*** Opening of DATASET EXTRACT ***
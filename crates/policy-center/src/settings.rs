use serde_json::Value;

use sentinel_core_types::HighlightStyle;

use crate::model::ScanPolicy;

/// Per-page scan settings after sanitising user-persisted values.
#[derive(Clone, Copy, Debug, PartialEq)]
pub struct ScanSettings {
    pub threshold: f64,
    pub style: HighlightStyle,
}

impl ScanSettings {
    pub fn from_policy(policy: &ScanPolicy) -> Self {
        Self {
            threshold: policy.sensitivity,
            style: policy.highlight_style,
        }
    }

    /// Applies persisted `sensitivity` and `highlightStyle` values on top of the policy,
    /// keeping the policy value wherever the persisted one is missing or unusable.
    pub fn from_persisted(
        policy: &ScanPolicy,
        sensitivity: Option<&Value>,
        highlight_style: Option<&Value>,
    ) -> Self {
        let mut settings = Self::from_policy(policy);
        if let Some(value) = sensitivity.and_then(Value::as_f64) {
            if value.is_finite() && (0.0..=1.0).contains(&value) {
                settings.threshold = value;
            }
        }
        if let Some(style) = highlight_style
            .and_then(Value::as_str)
            .and_then(|raw| raw.parse::<HighlightStyle>().ok())
        {
            settings.style = style;
        }
        settings
    }
}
*** Close of DATASET EXTRACT ***
◆ EXERCISE DETAILS:
Copy here each line of the preceding records with "ScanPolicy" in it.

◆ COMPLETED EXERCISE:
use crate::model::ScanPolicy;
    pub fn from_policy(policy: &ScanPolicy) -> Self {
        policy: &ScanPolicy,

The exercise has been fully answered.